WHEN, in November, 1908, Mrs. Eddy launched The Christian Science Monitor, she wrote of it as follows (Miscellany, p. 352): "My desire is that every Christian Scientist, and as many others as possible, subscribe for and read our daily newspaper." In the Manual of The Mother Church (Art. VIII, Sect. 14) she wrote, "It shall be the privilege and duty of every member, who can afford it, to subscribe for the periodicals which are the organs of this Church; and it shall be the duty of the Directors to see that these periodicals are ably edited and kept abreast of the times."
The first of these quotations, dealing more particularly with the Monitor, contains at least five points to which we should do well to pay special attention. In the first place, it may be asked why it was our Leader's desire that her followers should take the Monitor. Her reason is made perfectly obvious in her own words on page 353 of Miscellany, words which also embody the motive of her life work. "The object of the Monitor," she there states, "is to injure no man, but to bless all mankind." It was natural that she should desire Christian Scientists, who were essentially dear to her, to receive their full share of the benefit she had conferred upon the world in the publication of a Christian Science newspaper—a benefit the enormous value of which possibly she alone at that time was fully able to estimate. In her writings, her references to the press indicate the tremendous importance which she attached to its influence upon the lives and morals of mankind. She was wide awake to the baneful effect of daily doses of mental poison administered through the columns of the average newspaper; hence her wish that her followers not only should receive more comprehensive, essential, and reliable news, but should have it with as little admixture as possible of what is hurtful and unnecessary.

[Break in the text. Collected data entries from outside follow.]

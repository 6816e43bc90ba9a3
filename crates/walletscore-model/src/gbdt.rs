//! Gradient-boosted regression trees (squared-error loss).
//!
//! The model starts from the mean target and adds one shallow tree per stage,
//! each fitted to the current residuals and shrunk by the learning rate.
//! With `subsample < 1.0` every stage fits on a random row sample drawn
//! from a seeded RNG, so a given seed always reproduces the same model.

use rand::rngs::StdRng;
use rand::SeedableRng;
use serde::{Deserialize, Serialize};
use tracing::debug;

use walletscore_core::error::ModelError;
use walletscore_core::traits::Regressor;

use crate::tree::{RegressionTree, TreeParams};

/// Boosting hyperparameters.
#[derive(Serialize, Deserialize, Debug, Clone, PartialEq)]
pub struct BoostingParams {
    pub n_estimators: usize,
    pub learning_rate: f64,
    pub tree: TreeParams,
    /// Fraction of rows each stage is fitted on, in `(0, 1]`.
    pub subsample: f64,
    pub seed: u64,
}

impl Default for BoostingParams {
    fn default() -> Self {
        Self {
            n_estimators: 100,
            learning_rate: 0.1,
            tree: TreeParams::default(),
            subsample: 1.0,
            seed: walletscore_core::constants::DEFAULT_SEED,
        }
    }
}

impl BoostingParams {
    pub fn validate(&self) -> Result<(), ModelError> {
        if self.n_estimators == 0 {
            return Err(ModelError::InvalidParameter(
                "n_estimators must be at least 1".to_string(),
            ));
        }
        if !(self.learning_rate > 0.0 && self.learning_rate.is_finite()) {
            return Err(ModelError::InvalidParameter(format!(
                "learning_rate must be positive, got {}",
                self.learning_rate
            )));
        }
        if !(self.subsample > 0.0 && self.subsample <= 1.0) {
            return Err(ModelError::InvalidParameter(format!(
                "subsample must be in (0, 1], got {}",
                self.subsample
            )));
        }
        if self.tree.min_samples_leaf == 0 {
            return Err(ModelError::InvalidParameter(
                "min_samples_leaf must be at least 1".to_string(),
            ));
        }
        Ok(())
    }
}

/// A fitted boosted ensemble.
#[derive(Debug, Clone, PartialEq)]
pub struct GradientBoostedRegressor {
    init: f64,
    learning_rate: f64,
    trees: Vec<RegressionTree>,
    n_features: usize,
}

impl GradientBoostedRegressor {
    /// Fit on `rows` / `targets`.
    pub fn fit(rows: &[Vec<f64>], targets: &[f64], params: &BoostingParams) -> Result<Self, ModelError> {
        params.validate()?;
        if rows.is_empty() {
            return Err(ModelError::EmptyDataset);
        }
        if rows.len() != targets.len() {
            return Err(ModelError::LabelCountMismatch {
                rows: rows.len(),
                labels: targets.len(),
            });
        }
        let n_features = rows[0].len();
        if let Some(bad) = rows.iter().find(|r| r.len() != n_features) {
            return Err(ModelError::DimensionMismatch {
                expected: n_features,
                got: bad.len(),
            });
        }

        let n = rows.len();
        let init = targets.iter().sum::<f64>() / n as f64;
        let mut current = vec![init; n];
        let mut residuals = vec![0.0; n];
        let mut trees = Vec::with_capacity(params.n_estimators);
        let mut rng = StdRng::seed_from_u64(params.seed);
        let sample_size = ((n as f64 * params.subsample).round() as usize).clamp(1, n);
        let all_rows: Vec<usize> = (0..n).collect();

        for _ in 0..params.n_estimators {
            for i in 0..n {
                residuals[i] = targets[i] - current[i];
            }

            let tree = if sample_size < n {
                let mut sample = rand::seq::index::sample(&mut rng, n, sample_size).into_vec();
                sample.sort_unstable();
                RegressionTree::fit(rows, &residuals, &sample, &params.tree)
            } else {
                RegressionTree::fit(rows, &residuals, &all_rows, &params.tree)
            };

            for (i, row) in rows.iter().enumerate() {
                current[i] += params.learning_rate * tree.predict_row(row);
            }
            trees.push(tree);
        }

        let mse = targets
            .iter()
            .zip(&current)
            .map(|(t, c)| (t - c) * (t - c))
            .sum::<f64>()
            / n as f64;
        debug!(
            rows = n,
            n_features,
            stages = trees.len(),
            train_mse = mse,
            "gbdt: ensemble fitted"
        );

        Ok(Self {
            init,
            learning_rate: params.learning_rate,
            trees,
            n_features,
        })
    }

    pub fn n_trees(&self) -> usize {
        self.trees.len()
    }

    /// Mean of the training targets; the prediction before any stage.
    pub fn base_value(&self) -> f64 {
        self.init
    }
}

impl Regressor for GradientBoostedRegressor {
    fn n_features(&self) -> usize {
        self.n_features
    }

    fn predict_row(&self, row: &[f64]) -> Result<f64, ModelError> {
        if row.len() != self.n_features {
            return Err(ModelError::DimensionMismatch {
                expected: self.n_features,
                got: row.len(),
            });
        }
        Ok(self.init
            + self.learning_rate * self.trees.iter().map(|t| t.predict_row(row)).sum::<f64>())
    }
}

The second point of importance is that Mrs. Eddy specified not merely Christian Scientists collectively, but "every Christian Scientist," and as she was deliberate in her choice of words, it is certain that she meant what she said and chose her words with due consideration of what they would signify to the field. The by-law just quoted shows her to have been mindful of the question of expense, as well as of the necessity for keeping "abreast of the times." We may be quite sure that every aspect of the subject received careful attention from her, from the point of view of her near and distant followers as well as from her own; therefore it would be of the greatest help to every Christian Scientist to consider how far he or she is being obedient to our Leader's wishes in this respect. Are the well-to-do resting content with the thought that one subscription for the Monitor is enough among several members of a family, and are some others altogether asleep to the opportunity which she has opened up to them, lulled into apathy on the subject by one or another of the threadbare suggestions projected by the enemies of Christian Science,—that the paper is out of date by the time they receive it, that it is in favor of something they may not happen to approve of, or that they are unable to afford it? A brief glance at the columns of the Monitor will show that the greater part of its contents is not spoiled by keeping a few days or even weeks after publication, and that much of it may be profitably read at any time, although this should not be construed as an excuse for tardiness in sending in the paper for distribution.